*PROBLEM DESCRIPTION*
Copy out all of the entries, keeping every word the same.

*INFORMATION SHOWN*
:::
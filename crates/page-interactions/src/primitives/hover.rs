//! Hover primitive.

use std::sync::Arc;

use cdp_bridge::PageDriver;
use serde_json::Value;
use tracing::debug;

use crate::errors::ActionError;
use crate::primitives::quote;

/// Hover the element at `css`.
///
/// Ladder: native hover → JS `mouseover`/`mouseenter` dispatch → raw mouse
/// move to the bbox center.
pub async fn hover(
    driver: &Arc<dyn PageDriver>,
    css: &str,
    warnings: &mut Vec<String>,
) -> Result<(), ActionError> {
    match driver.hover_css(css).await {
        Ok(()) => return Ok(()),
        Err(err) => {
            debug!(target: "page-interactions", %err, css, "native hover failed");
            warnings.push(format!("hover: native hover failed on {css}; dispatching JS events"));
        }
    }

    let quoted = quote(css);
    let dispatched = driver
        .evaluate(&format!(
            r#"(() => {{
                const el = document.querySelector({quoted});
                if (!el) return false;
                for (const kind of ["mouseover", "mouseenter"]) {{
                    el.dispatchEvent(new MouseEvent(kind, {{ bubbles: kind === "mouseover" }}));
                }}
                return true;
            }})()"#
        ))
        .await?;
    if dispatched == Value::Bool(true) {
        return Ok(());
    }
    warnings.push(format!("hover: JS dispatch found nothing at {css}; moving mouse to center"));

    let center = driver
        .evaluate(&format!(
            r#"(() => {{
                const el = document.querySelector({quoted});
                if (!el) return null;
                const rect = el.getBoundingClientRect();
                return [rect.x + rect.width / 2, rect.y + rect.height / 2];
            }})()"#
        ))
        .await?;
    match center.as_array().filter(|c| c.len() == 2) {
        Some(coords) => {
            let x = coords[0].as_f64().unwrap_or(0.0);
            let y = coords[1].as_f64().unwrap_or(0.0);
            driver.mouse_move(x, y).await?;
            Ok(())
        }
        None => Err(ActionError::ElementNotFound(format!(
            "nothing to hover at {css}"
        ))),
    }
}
:::
*ANSWER SECTION*
filename crates/page-interactions/src/primitives/hover.rs
//! Hover primitive.

use std::sync::Arc;

use cdp_bridge::PageDriver;
use serde_json::Value;
use tracing::debug;

use crate::errors::ActionError;
use crate::primitives::quote;

/// Hover the element at `css`.
///
/// Ladder: native hover → JS `mouseover`/`mouseenter` dispatch → raw mouse
/// move to the bbox center.
pub async fn hover(
    driver: &Arc<dyn PageDriver>,
    css: &str,
    warnings: &mut Vec<String>,
) -> Result<(), ActionError> {
    match driver.hover_css(css).await {
        Ok(()) => return Ok(()),
        Err(err) => {
            debug!(target: "page-interactions", %err, css, "native hover failed");
            warnings.push(format!("hover: native hover failed on {css}; dispatching JS events"));
        }
    }

    let quoted = quote(css);
    let dispatched = driver
        .evaluate(&format!(
            r#"(() => {{
                const el = document.querySelector({quoted});
                if (!el) return false;
                for (const kind of ["mouseover", "mouseenter"]) {{
                    el.dispatchEvent(new MouseEvent(kind, {{ bubbles: kind === "mouseover" }}));
                }}
                return true;
            }})()"#
        ))
        .await?;
    if dispatched == Value::Bool(true) {
        return Ok(());
    }
    warnings.push(format!("hover: JS dispatch found nothing at {css}; moving mouse to center"));

    let center = driver
        .evaluate(&format!(
            r#"(() => {{
                const el = document.querySelector({quoted});
                if (!el) return null;
                const rect = el.getBoundingClientRect();
                return [rect.x + rect.width / 2, rect.y + rect.height / 2];
            }})()"#
        ))
        .await?;
    match center.as_array().filter(|c| c.len() == 2) {
        Some(coords) => {
            let x = coords[0].as_f64().unwrap_or(0.0);
            let y = coords[1].as_f64().unwrap_or(0.0);
            driver.mouse_move(x, y).await?;
            Ok(())
        }
        None => Err(ActionError::ElementNotFound(format!(
            "nothing to hover at {css}"
        ))),
    }
}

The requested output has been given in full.